Work to be completed: Show me every line in the listing that has the word "debug".

Dataset:

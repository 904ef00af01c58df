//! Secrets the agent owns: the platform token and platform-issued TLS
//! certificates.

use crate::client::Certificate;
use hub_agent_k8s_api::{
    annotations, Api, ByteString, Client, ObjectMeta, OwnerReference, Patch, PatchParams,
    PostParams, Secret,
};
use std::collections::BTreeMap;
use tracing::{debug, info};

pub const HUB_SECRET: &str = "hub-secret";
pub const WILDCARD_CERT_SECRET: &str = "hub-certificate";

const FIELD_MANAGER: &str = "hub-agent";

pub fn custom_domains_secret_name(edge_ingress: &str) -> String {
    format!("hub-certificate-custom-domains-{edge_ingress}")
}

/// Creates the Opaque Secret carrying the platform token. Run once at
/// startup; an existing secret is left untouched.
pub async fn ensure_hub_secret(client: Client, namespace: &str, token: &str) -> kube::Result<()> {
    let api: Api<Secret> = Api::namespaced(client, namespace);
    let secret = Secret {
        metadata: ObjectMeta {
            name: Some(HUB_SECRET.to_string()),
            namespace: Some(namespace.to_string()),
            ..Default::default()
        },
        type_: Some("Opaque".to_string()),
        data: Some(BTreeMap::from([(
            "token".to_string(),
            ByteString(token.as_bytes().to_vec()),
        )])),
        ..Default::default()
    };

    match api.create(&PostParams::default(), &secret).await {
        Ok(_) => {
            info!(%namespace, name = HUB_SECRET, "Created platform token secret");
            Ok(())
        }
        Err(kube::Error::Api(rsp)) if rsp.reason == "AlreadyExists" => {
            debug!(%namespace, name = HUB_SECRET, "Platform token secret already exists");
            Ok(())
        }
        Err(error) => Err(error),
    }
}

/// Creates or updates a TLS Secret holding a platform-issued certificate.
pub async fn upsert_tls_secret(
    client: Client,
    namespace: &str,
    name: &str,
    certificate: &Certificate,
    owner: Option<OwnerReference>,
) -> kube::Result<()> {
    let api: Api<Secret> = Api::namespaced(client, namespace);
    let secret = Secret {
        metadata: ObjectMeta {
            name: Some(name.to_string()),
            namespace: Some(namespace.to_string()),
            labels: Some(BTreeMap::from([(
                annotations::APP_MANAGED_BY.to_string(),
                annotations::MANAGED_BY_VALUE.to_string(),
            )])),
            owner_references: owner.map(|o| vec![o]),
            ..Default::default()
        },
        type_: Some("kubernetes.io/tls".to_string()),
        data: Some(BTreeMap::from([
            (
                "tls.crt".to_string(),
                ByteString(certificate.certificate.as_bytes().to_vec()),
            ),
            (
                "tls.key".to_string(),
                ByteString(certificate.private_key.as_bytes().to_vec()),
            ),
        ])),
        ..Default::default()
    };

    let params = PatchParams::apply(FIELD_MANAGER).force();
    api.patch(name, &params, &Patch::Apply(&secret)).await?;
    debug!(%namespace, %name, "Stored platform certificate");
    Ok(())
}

--

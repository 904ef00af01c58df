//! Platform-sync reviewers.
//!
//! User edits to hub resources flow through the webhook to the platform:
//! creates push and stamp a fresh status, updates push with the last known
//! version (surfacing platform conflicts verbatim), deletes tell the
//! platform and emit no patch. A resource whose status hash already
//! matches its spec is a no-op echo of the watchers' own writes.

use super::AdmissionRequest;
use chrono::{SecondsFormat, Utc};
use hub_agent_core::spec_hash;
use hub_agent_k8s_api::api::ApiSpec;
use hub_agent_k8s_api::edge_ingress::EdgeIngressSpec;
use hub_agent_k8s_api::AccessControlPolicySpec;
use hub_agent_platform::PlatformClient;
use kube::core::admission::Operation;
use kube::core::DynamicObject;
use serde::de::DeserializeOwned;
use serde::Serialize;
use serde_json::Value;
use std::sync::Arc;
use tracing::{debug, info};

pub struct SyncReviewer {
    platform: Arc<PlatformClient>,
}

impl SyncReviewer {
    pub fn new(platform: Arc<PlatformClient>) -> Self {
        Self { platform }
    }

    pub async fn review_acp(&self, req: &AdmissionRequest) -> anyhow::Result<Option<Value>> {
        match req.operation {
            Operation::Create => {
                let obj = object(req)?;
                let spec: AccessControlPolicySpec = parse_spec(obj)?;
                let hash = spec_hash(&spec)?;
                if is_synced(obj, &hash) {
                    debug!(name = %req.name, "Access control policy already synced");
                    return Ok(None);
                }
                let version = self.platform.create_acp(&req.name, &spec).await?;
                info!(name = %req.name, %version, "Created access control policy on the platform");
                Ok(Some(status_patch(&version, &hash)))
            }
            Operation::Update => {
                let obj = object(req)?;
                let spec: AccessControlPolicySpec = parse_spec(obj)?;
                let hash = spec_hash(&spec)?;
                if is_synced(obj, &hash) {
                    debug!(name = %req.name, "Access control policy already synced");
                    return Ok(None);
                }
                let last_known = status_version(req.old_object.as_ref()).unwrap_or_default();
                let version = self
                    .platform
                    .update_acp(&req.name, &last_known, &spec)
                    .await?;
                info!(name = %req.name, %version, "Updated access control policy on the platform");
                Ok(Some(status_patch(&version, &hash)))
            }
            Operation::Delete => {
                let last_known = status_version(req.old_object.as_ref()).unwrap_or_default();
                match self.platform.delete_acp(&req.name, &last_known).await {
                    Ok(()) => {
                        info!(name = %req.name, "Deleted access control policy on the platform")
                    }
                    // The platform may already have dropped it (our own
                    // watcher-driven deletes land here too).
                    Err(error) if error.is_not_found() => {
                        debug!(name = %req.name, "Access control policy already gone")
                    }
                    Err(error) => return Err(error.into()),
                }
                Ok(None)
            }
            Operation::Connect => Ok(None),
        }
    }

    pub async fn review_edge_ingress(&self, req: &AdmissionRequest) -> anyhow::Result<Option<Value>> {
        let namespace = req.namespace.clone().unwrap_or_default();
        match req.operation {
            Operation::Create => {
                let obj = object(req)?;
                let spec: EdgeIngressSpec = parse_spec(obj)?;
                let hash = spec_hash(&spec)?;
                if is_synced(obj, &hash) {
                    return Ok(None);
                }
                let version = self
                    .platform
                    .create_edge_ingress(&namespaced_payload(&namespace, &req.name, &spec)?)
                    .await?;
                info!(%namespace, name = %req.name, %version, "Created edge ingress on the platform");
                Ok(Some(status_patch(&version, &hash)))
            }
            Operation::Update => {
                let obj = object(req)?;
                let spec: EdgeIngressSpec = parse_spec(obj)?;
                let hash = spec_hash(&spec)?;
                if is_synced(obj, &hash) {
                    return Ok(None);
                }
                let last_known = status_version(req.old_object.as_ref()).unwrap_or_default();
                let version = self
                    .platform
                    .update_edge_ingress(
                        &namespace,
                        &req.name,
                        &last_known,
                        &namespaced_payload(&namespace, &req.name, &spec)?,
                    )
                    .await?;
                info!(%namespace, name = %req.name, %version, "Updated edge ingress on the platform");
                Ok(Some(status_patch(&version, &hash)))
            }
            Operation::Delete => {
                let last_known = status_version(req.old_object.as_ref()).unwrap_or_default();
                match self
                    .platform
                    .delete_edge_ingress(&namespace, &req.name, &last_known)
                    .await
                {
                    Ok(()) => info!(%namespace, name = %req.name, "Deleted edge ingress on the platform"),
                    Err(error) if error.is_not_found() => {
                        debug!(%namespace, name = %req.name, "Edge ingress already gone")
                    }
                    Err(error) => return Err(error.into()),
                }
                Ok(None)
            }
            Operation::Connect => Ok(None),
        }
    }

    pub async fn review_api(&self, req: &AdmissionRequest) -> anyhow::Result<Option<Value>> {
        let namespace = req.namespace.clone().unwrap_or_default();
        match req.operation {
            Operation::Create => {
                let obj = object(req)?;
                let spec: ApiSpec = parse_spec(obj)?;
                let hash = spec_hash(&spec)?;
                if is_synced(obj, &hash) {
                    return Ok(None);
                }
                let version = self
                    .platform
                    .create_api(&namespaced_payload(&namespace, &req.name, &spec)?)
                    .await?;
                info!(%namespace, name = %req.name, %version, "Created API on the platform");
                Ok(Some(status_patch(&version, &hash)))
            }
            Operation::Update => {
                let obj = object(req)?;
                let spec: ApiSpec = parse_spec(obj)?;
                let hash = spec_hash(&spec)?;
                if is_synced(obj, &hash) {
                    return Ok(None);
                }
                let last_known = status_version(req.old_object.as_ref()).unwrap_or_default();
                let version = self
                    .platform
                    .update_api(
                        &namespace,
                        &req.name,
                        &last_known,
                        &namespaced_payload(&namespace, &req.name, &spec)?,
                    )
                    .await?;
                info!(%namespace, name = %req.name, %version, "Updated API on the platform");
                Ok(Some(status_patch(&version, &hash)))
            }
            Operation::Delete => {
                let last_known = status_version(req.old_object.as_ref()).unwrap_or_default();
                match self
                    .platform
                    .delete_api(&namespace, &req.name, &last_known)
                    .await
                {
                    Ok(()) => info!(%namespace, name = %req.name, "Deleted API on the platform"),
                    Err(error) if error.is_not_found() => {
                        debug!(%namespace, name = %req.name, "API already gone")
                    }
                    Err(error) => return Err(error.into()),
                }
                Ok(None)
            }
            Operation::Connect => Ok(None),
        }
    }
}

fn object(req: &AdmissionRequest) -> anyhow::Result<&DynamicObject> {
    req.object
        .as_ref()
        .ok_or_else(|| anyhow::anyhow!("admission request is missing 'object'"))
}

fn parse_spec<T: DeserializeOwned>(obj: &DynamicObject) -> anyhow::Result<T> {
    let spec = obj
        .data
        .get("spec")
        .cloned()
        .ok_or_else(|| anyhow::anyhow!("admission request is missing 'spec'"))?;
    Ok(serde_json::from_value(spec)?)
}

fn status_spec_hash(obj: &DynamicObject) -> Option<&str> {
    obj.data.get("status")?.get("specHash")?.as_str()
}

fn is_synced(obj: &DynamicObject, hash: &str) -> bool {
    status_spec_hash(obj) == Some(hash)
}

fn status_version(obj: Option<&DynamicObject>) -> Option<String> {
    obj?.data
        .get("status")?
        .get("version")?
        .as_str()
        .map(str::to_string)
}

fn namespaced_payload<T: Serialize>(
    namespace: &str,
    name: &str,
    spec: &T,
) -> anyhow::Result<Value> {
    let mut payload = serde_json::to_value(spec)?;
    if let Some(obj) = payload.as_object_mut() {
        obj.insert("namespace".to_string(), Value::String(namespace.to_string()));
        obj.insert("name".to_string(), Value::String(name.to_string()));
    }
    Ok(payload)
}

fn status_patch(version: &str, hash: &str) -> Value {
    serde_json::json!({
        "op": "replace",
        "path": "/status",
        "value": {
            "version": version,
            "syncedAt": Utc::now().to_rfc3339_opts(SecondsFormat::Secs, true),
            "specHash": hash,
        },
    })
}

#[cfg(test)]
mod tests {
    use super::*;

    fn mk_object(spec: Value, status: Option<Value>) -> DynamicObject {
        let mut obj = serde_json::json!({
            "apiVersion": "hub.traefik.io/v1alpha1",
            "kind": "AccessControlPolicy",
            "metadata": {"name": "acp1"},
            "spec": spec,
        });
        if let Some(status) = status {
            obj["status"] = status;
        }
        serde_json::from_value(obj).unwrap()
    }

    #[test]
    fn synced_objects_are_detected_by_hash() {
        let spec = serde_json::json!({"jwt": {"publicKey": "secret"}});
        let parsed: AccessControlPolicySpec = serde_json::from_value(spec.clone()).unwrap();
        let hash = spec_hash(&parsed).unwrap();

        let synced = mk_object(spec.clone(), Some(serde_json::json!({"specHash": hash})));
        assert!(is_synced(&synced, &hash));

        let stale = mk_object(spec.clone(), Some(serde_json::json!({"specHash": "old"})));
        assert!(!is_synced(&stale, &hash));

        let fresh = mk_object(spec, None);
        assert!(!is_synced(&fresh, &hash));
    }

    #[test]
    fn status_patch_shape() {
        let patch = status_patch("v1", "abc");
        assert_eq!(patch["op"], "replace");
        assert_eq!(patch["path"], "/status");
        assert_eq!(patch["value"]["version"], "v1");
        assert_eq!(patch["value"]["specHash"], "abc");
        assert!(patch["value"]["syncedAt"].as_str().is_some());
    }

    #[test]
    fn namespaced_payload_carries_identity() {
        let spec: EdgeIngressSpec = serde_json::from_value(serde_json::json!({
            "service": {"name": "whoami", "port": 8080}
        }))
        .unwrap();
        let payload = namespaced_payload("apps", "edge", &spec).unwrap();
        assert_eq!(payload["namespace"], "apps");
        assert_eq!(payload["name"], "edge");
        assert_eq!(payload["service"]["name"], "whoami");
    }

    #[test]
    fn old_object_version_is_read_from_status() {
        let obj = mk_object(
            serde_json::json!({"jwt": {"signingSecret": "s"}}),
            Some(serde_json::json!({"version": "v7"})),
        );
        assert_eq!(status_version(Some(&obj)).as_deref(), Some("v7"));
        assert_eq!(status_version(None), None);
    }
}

...

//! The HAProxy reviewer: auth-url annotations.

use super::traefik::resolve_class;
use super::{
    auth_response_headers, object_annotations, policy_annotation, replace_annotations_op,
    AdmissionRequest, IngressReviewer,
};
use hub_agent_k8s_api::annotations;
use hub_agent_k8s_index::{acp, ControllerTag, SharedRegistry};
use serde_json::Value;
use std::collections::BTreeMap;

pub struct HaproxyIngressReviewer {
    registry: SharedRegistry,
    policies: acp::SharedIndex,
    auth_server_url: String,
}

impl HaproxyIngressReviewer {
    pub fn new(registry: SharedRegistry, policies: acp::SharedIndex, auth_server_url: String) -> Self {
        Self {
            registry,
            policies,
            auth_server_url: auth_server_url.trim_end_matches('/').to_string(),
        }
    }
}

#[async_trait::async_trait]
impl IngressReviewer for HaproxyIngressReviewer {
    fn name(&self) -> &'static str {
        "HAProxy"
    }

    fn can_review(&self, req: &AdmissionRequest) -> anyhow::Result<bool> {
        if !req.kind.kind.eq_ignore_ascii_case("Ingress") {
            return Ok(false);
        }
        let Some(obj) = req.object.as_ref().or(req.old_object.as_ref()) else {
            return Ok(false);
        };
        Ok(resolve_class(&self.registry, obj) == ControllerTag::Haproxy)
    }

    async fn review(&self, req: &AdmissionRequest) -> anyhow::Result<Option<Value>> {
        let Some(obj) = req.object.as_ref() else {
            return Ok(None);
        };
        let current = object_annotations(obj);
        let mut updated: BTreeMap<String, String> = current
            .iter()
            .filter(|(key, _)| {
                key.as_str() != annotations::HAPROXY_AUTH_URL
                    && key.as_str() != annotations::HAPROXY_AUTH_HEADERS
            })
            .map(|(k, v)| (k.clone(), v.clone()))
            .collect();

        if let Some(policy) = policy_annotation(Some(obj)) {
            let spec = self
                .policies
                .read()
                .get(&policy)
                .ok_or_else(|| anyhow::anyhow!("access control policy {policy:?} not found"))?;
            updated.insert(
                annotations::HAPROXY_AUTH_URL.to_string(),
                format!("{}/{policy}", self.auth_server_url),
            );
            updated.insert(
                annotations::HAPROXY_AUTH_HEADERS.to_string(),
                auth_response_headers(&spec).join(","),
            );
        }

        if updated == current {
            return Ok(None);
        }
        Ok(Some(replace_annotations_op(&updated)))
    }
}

Exercise result:
use tracing::{debug, info};
            debug!(%namespace, name = HUB_SECRET, "Platform token secret already exists");
    debug!(%namespace, %name, "Stored platform certificate");
use tracing::{debug, info};
                    debug!(name = %req.name, "Access control policy already synced");
                    debug!(name = %req.name, "Access control policy already synced");
                        debug!(name = %req.name, "Access control policy already gone")
                        debug!(%namespace, name = %req.name, "Edge ingress already gone")
                        debug!(%namespace, name = %req.name, "API already gone")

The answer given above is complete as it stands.